What you should do: Sift the material for lines containing "push", and return them.

#####

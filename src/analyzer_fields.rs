use crate::{fields, text, FormRecord, Result};

/// Text and form-field functionality for FilingAnalyzer.
impl super::FilingAnalyzer {
    // ── Text ──────────────────────────────────────────────────────────────────

    /// Returns the text of every page, concatenated in page order.
    pub fn text(&self) -> Result<String> {
        text::extract_document_text(self.document())
    }

    // ── Fields ────────────────────────────────────────────────────────────────

    /// Extract the eight form fields from the filing's text.
    ///
    /// Fields whose label is not found are left as empty strings.
    pub fn extract_fields(&self) -> Result<FormRecord> {
        Ok(fields::extract_fields(&self.text()?))
    }
}
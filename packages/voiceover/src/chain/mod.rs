//! Per-utterance signal chain.
//!
//! ```text
//! source ─▶ mono @ 48 kHz ─▶ time-stretch(speed) ─▶ target rate
//!        ─▶ target layout/format ─▶ rebased pts
//! ```
//!
//! One chain is built per cue and dropped once the utterance has been
//! flushed. Input frames may arrive in any size; output frames are emitted as
//! soon as samples leave the last stage.

mod resample;
mod tempo;

pub use resample::StreamResampler;
pub use tempo::TimeStretch;

use thiserror::Error;
use tracing::debug;
use voiceover_domain::{AudioFrame, FrameError, StreamFormat, TimeBase};

/// Rate every utterance is normalized to before stretching.
pub const INTERMEDIATE_RATE: u32 = 48_000;

/* ─────────────────────────────── ERRORS ────────────────────────────── */

#[derive(Error, Debug)]
pub enum ChainError {
    #[error("sample rate must be positive")]
    ZeroSampleRate,

    #[error("channel count must be positive")]
    ZeroChannels,

    #[error("time-stretch speed {0} is not a positive finite number")]
    InvalidSpeed(f64),

    #[error("resampler construction failed: {0}")]
    Construction(#[from] rubato::ResamplerConstructionError),

    #[error("resampling failed: {0}")]
    Resample(#[from] rubato::ResampleError),

    #[error(
        "input is {found_rate} Hz x{found_channels}, chain was built for {rate} Hz x{channels}"
    )]
    InputFormat {
        rate: u32,
        channels: usize,
        found_rate: u32,
        found_channels: usize,
    },

    #[error(transparent)]
    Frame(#[from] FrameError),
}

/* ─────────────────────────────── CHAIN ─────────────────────────────── */

pub struct UtteranceChain {
    source: StreamFormat,
    target: StreamFormat,
    target_time_base: TimeBase,
    normalize: StreamResampler,
    stretch: Option<TimeStretch>,
    restore: StreamResampler,
    origin: Option<i64>,
    emitted: u64,
}

impl UtteranceChain {
    /// Build the chain converting `source` audio into `target` audio played
    /// `speed` times faster, with output timestamps in `target_time_base`.
    pub fn build(
        source: StreamFormat,
        target: StreamFormat,
        target_time_base: TimeBase,
        speed: f64,
    ) -> Result<Self, ChainError> {
        for format in [&source, &target] {
            if format.sample_rate == 0 {
                return Err(ChainError::ZeroSampleRate);
            }
            if format.channels == 0 {
                return Err(ChainError::ZeroChannels);
            }
        }
        if !speed.is_finite() || speed <= 0.0 {
            return Err(ChainError::InvalidSpeed(speed));
        }

        let normalize = StreamResampler::new(source.sample_rate, INTERMEDIATE_RATE)?;
        let stretch = if speed == 1.0 {
            None
        } else {
            Some(TimeStretch::new(speed)?)
        };
        let restore = StreamResampler::new(INTERMEDIATE_RATE, target.sample_rate)?;

        debug!(
            src_rate = source.sample_rate,
            src_channels = source.channels,
            dst_rate = target.sample_rate,
            dst_channels = target.channels,
            dst_format = %target.sample_format,
            speed,
            "utterance chain built"
        );

        Ok(Self {
            source,
            target,
            target_time_base,
            normalize,
            stretch,
            restore,
            origin: None,
            emitted: 0,
        })
    }

    /// Run one decoded frame through every stage.
    pub fn push(&mut self, frame: &AudioFrame) -> Result<Option<AudioFrame>, ChainError> {
        if frame.sample_rate() != self.source.sample_rate
            || frame.channels() != self.source.channels
        {
            return Err(ChainError::InputFormat {
                rate: self.source.sample_rate,
                channels: self.source.channels,
                found_rate: frame.sample_rate(),
                found_channels: frame.channels(),
            });
        }
        if self.origin.is_none() {
            self.origin = frame
                .pts()
                .map(|pts| frame.time_base().rescale(pts, self.target_time_base));
        }

        let mono = downmix(&frame.to_planar_f32());
        let normalized = self.normalize.push(&mono)?;
        let stretched = match self.stretch.as_mut() {
            Some(stretch) => stretch.push(&normalized),
            None => normalized,
        };
        let restored = self.restore.push(&stretched)?;
        self.emit(restored)
    }

    /// Drain every stage; the chain is spent afterwards.
    pub fn flush(&mut self) -> Result<Option<AudioFrame>, ChainError> {
        let mut stretched = Vec::new();
        let tail = self.normalize.flush()?;
        match self.stretch.as_mut() {
            Some(stretch) => {
                stretched.extend(stretch.push(&tail));
                stretched.extend(stretch.flush());
            }
            None => stretched = tail,
        }

        let mut restored = self.restore.push(&stretched)?;
        restored.extend(self.restore.flush()?);
        self.emit(restored)
    }

    fn emit(&mut self, mono: Vec<f32>) -> Result<Option<AudioFrame>, ChainError> {
        if mono.is_empty() {
            return Ok(None);
        }
        let pts = self.origin.map(|origin| {
            let offset = i64::try_from(self.emitted).unwrap_or(i64::MAX);
            let rate_tb = TimeBase::from_sample_rate(self.target.sample_rate)
                .unwrap_or(self.target_time_base);
            origin + rate_tb.rescale(offset, self.target_time_base)
        });
        self.emitted += mono.len() as u64;

        let channels = vec![mono; self.target.channels];
        let frame =
            AudioFrame::from_planar_f32(self.target, self.target_time_base, pts, &channels)?;
        Ok(Some(frame))
    }
}

/// Average all channels into one.
fn downmix(channels: &[Vec<f32>]) -> Vec<f32> {
    match channels {
        [] => Vec::new(),
        [mono] => mono.clone(),
        [first, rest @ ..] => {
            let scale = 1.0 / channels.len() as f32;
            let mut out = first.clone();
            for channel in rest {
                for (acc, &s) in out.iter_mut().zip(channel) {
                    *acc += s;
                }
            }
            out.iter_mut().for_each(|s| *s *= scale);
            out
        }
    }
}

#[cfg(test)]
mod tests {
    use super::*;
    use voiceover_domain::{SampleBuffer, SampleFormat};

    fn source(rate: u32, channels: usize) -> StreamFormat {
        StreamFormat::new(rate, channels, SampleFormat::F32P)
    }

    fn tone(format: StreamFormat, len: usize, pts: Option<i64>) -> AudioFrame {
        let tb = TimeBase::from_sample_rate(format.sample_rate).unwrap();
        let mono: Vec<f32> = (0..len)
            .map(|i| (i as f32 * 0.05).sin() * 0.5)
            .collect();
        AudioFrame::from_planar_f32(format, tb, pts, &vec![mono; format.channels]).unwrap()
    }

    fn run(chain: &mut UtteranceChain, frames: &[AudioFrame]) -> Vec<AudioFrame> {
        let mut out = Vec::new();
        for frame in frames {
            out.extend(chain.push(frame).expect("push"));
        }
        out.extend(chain.flush().expect("flush"));
        out
    }

    #[test]
    fn test_build_rejects_bad_parameters() {
        let ok = source(16_000, 1);
        let tb = TimeBase::MILLISECONDS;
        assert!(matches!(
            UtteranceChain::build(source(0, 1), ok, tb, 1.0),
            Err(ChainError::ZeroSampleRate)
        ));
        assert!(matches!(
            UtteranceChain::build(ok, source(48_000, 0), tb, 1.0),
            Err(ChainError::ZeroChannels)
        ));
        assert!(matches!(
            UtteranceChain::build(ok, ok, tb, 0.0),
            Err(ChainError::InvalidSpeed(_))
        ));
    }

    #[test]
    fn test_output_length_and_format() {
        let src = source(16_000, 2);
        let dst = StreamFormat::new(44_100, 2, SampleFormat::S16);
        let dst_tb = TimeBase::from_sample_rate(44_100).unwrap();
        let mut chain = UtteranceChain::build(src, dst, dst_tb, 1.4).expect("chain");

        let frames: Vec<_> = (0..4)
            .map(|i| tone(src, 4_000, Some(i * 4_000)))
            .collect();
        let out = run(&mut chain, &frames);

        // 16 000 -> 48 000 -> /1.4 -> 44 100
        let stretched = (48_000_f64 / 1.4).round() as u64;
        let expected = (stretched * 44_100 + 24_000) / 48_000;
        let total: usize = out.iter().map(AudioFrame::nb_samples).sum();
        assert_eq!(total as u64, expected);
        assert!(out.iter().all(|f| f.format() == SampleFormat::S16 && f.channels() == 2));
        assert!(out.iter().all(|f| f.time_base() == dst_tb));
    }

    #[test]
    fn test_timestamps_are_rebased_and_contiguous() {
        let src = source(48_000, 1);
        let dst = StreamFormat::new(48_000, 1, SampleFormat::F32);
        let dst_tb = TimeBase::from_sample_rate(48_000).unwrap();
        let mut chain = UtteranceChain::build(src, dst, dst_tb, 1.0).expect("chain");

        // Source pts already shifted to 1 s.
        let frames = vec![tone(src, 1_000, Some(48_000)), tone(src, 1_000, Some(49_000))];
        let out = run(&mut chain, &frames);

        let mut expected_pts = 48_000;
        for frame in &out {
            assert_eq!(frame.pts(), Some(expected_pts));
            expected_pts += frame.nb_samples() as i64;
        }
        assert_eq!(expected_pts, 50_000);
    }

    #[test]
    fn test_unit_speed_same_rate_passes_audio_through() {
        let src = source(48_000, 1);
        let dst = StreamFormat::new(48_000, 1, SampleFormat::F32P);
        let tb = TimeBase::MICROSECONDS;
        let mut chain = UtteranceChain::build(src, dst, tb, 1.0).expect("chain");
        let input = tone(src, 512, Some(0));
        let out = run(&mut chain, std::slice::from_ref(&input));
        assert_eq!(out.len(), 1);
        assert_eq!(out[0].data(), input.data());
    }

    #[test]
    fn test_input_format_checked() {
        let src = source(16_000, 1);
        let mut chain =
            UtteranceChain::build(src, src, TimeBase::MILLISECONDS, 1.0).expect("chain");
        let stereo = AudioFrame::new(
            source(16_000, 2),
            TimeBase::MILLISECONDS,
            None,
            SampleBuffer::F32(vec![vec![0.0; 4], vec![0.0; 4]]),
        )
        .unwrap();
        assert!(matches!(
            chain.push(&stereo),
            Err(ChainError::InputFormat { .. })
        ));
    }

    #[test]
    fn test_downmix_averages_channels() {
        let mono = downmix(&[vec![1.0, 0.0], vec![0.0, 1.0], vec![0.5, 0.5]]);
        assert_eq!(mono, vec![0.5, 0.5]);
    }
}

#####

Reply to the exercise:
    pub fn push(&mut self, frame: &AudioFrame) -> Result<Option<AudioFrame>, ChainError> {
        let normalized = self.normalize.push(&mono)?;
            Some(stretch) => stretch.push(&normalized),
        let restored = self.restore.push(&stretched)?;
                stretched.extend(stretch.push(&tail));
        let mut restored = self.restore.push(&stretched)?;
            out.extend(chain.push(frame).expect("push"));
            chain.push(&stereo),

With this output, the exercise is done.